A crowd gathers near what is believed to be a chunk of the Chelyabinsk meteor, recovered from Chebarkul Lake. Photograph by Alexander Firsov, AP

(See also “Best Videos from Meteor Strike in Russia.”)

According to news reports, the suspected piece of meteor recovered this week weighs at least 1,257 pounds (570 kilograms). However, it is only a fragment of the original impactor that is estimated to have been about 17 meters (54 feet) across, with a mass of about 10,000 metric tons before it shattered. (See “Pictures: Meteorite Hits Russia.”)

 

 

After the February event, locals directed scientists to Lake Chebarkul—45 miles west of the city of Chelyabinsk—to a 25-foot (8-meter) hole punctured in the ice by the meteor. Eight months later, a 5-foot-long (1.5-meter-long) boulder was pulled out of the lake with a harness and placed on a balance. Before its exact weight could be measured, however, it broke into three pieces.
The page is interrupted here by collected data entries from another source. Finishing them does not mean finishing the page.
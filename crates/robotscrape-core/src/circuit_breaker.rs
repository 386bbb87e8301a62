//! Per-provider circuit breaker guarding calls to LLM adapters. Three
//! explicit states: `Closed` (normal), `Open` (failing fast until a cooldown
//! elapses), `HalfOpen` (trial calls are allowed through to decide whether
//! to close or re-open).

use std::collections::HashMap;
use std::sync::Mutex;
use std::time::{Duration, Instant};

use crate::error::{Error, Result};

#[derive(Debug, Clone, Copy, PartialEq, Eq)]
enum State {
    Closed,
    Open,
    HalfOpen,
}

struct ProviderState {
    state: State,
    consecutive_failures: u32,
    consecutive_half_open_successes: u32,
    opened_at: Option<Instant>,
}

impl Default for ProviderState {
    fn default() -> Self {
        Self {
            state: State::Closed,
            consecutive_failures: 0,
            consecutive_half_open_successes: 0,
            opened_at: None,
        }
    }
}

/// A registry of independent breakers, one per provider name, rather than a
/// single process-wide singleton. Guarding a provider that's down shouldn't
/// trip requests to a healthy one.
pub struct CircuitBreakerRegistry {
    failure_threshold: u32,
    half_open_success_threshold: u32,
    cooldown: Duration,
    providers: Mutex<HashMap<String, ProviderState>>,
}

impl CircuitBreakerRegistry {
    pub fn new(failure_threshold: u32, cooldown_secs: u64) -> Self {
        Self::with_half_open_threshold(failure_threshold, cooldown_secs, 3)
    }

    pub fn with_half_open_threshold(
        failure_threshold: u32,
        cooldown_secs: u64,
        half_open_success_threshold: u32,
    ) -> Self {
        Self {
            failure_threshold,
            half_open_success_threshold: half_open_success_threshold.max(1),
            cooldown: Duration::from_secs(cooldown_secs),
            providers: Mutex::new(HashMap::new()),
        }
    }

    /// Check whether `provider` currently permits a call, transitioning
    /// `Open -> HalfOpen` if the cooldown has elapsed.
    pub fn allow(&self, provider: &str) -> Result<()> {
        let mut providers = self.providers.lock().expect("circuit breaker mutex poisoned");
        let entry = providers.entry(provider.to_string()).or_default();

        match entry.state {
            State::Closed => Ok(()),
            State::HalfOpen => Ok(()),
            State::Open => {
                let elapsed = entry.opened_at.map(|t| t.elapsed()).unwrap_or_default();
                if elapsed >= self.cooldown {
                    entry.state = State::HalfOpen;
                    entry.consecutive_half_open_successes = 0;
                    Ok(())
                } else {
                    Err(Error::CircuitOpen(provider.to_string()))
                }
            }
        }
    }

    /// Record a successful call. In `HalfOpen`, only closes after
    /// `half_open_success_threshold` consecutive successes.
    pub fn record_success(&self, provider: &str) {
        let mut providers = self.providers.lock().expect("circuit breaker mutex poisoned");
        let entry = providers.entry(provider.to_string()).or_default();

        match entry.state {
            State::HalfOpen => {
                entry.consecutive_half_open_successes += 1;
                if entry.consecutive_half_open_successes >= self.half_open_success_threshold {
                    entry.state = State::Closed;
                    entry.consecutive_failures = 0;
                    entry.opened_at = None;
                }
            }
            State::Closed => {
                entry.consecutive_failures = 0;
            }
            State::Open => {}
        }
    }

    pub fn record_failure(&self, provider: &str) {
        let mut providers = self.providers.lock().expect("circuit breaker mutex poisoned");
        let entry = providers.entry(provider.to_string()).or_default();

        match entry.state {
            State::HalfOpen => {
                entry.state = State::Open;
                entry.opened_at = Some(Instant::now());
                entry.consecutive_half_open_successes = 0;
            }
            State::Closed | State::Open => {
                entry.consecutive_failures += 1;
                if entry.consecutive_failures >= self.failure_threshold {
                    entry.state = State::Open;
                    entry.opened_at = Some(Instant::now());
                }
            }
        }
    }
}
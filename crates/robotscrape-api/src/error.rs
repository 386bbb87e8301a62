//! Conversion from `robotscrape_core::Error` (and request-validation failures)
//! into the JSON error envelope every route returns.

use axum::Json;
use axum::http::StatusCode;
use axum::response::{IntoResponse, Response};
use robotscrape_core::Error as CoreError;
use serde::Serialize;

/// Wraps a core error plus the request id to correlate with logs.
pub struct ApiError {
    pub request_id: String,
    pub error: CoreError,
}

impl ApiError {
    pub fn new(request_id: impl Into<String>, error: CoreError) -> Self {
        Self {
            request_id: request_id.into(),
            error,
        }
    }
}

#[derive(Serialize)]
struct ErrorBody {
    code: &'static str,
    message: String,
    #[serde(skip_serializing_if = "Option::is_none")]
    suggestion: Option<&'static str>,
    #[serde(skip_serializing_if = "Option::is_none")]
    docs_url: Option<&'static str>,
    request_id: String,
    retryable: bool,
}

#[derive(Serialize)]
struct Envelope {
    success: bool,
    error: ErrorBody,
}

fn status_for(error: &CoreError) -> StatusCode {
    match error {
        CoreError::BadRequest(_) => StatusCode::BAD_REQUEST,
        CoreError::Unauthorized => StatusCode::UNAUTHORIZED,
        CoreError::InsufficientCredits => StatusCode::PAYMENT_REQUIRED,
        CoreError::Blocked => StatusCode::FORBIDDEN,
        CoreError::NotFound(_) => StatusCode::NOT_FOUND,
        CoreError::NotReady => StatusCode::CONFLICT,
        CoreError::PayloadTooLarge => StatusCode::PAYLOAD_TOO_LARGE,
        CoreError::RateLimitExceeded => StatusCode::TOO_MANY_REQUESTS,
        CoreError::QueueUnavailable(_) => StatusCode::SERVICE_UNAVAILABLE,
        _ => StatusCode::INTERNAL_SERVER_ERROR,
    }
}

fn suggestion_for(error: &CoreError) -> Option<&'static str> {
    match error {
        CoreError::InsufficientCredits => Some("purchase additional credits or reduce request volume"),
        CoreError::RateLimitExceeded => Some("retry after the window indicated by Retry-After"),
        CoreError::Blocked => Some("the target site blocked automated access; try a fallback renderer"),
        _ => None,
    }
}

impl IntoResponse for ApiError {
    fn into_response(self) -> Response {
        let status = status_for(&self.error);
        if status == StatusCode::INTERNAL_SERVER_ERROR {
            tracing::error!(request_id = %self.request_id, error = %self.error, "request failed");
        } else {
            tracing::warn!(request_id = %self.request_id, error = %self.error, "request rejected");
        }

        let body = Envelope {
            success: false,
            error: ErrorBody {
                code: self.error.code(),
                message: self.error.public_message(),
                suggestion: suggestion_for(&self.error),
                docs_url: None,
                request_id: self.request_id,
                retryable: self.error.retryable(),
            },
        };
        (status, Json(body)).into_response()
    }
}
“It’s a typical meteorite, judging by its appearance – [I’m] 105 percent [sure]. There’s no doubt about that. [It has] a thick melted crust, while dents reveal typical structures of the Chelyabinsk meteorite,” Viktor Grokhovsky, a member of the Russian Academy of Sciences’ meteorite commission who examined some previously recovered fragments, told reporters from RIA Novosti.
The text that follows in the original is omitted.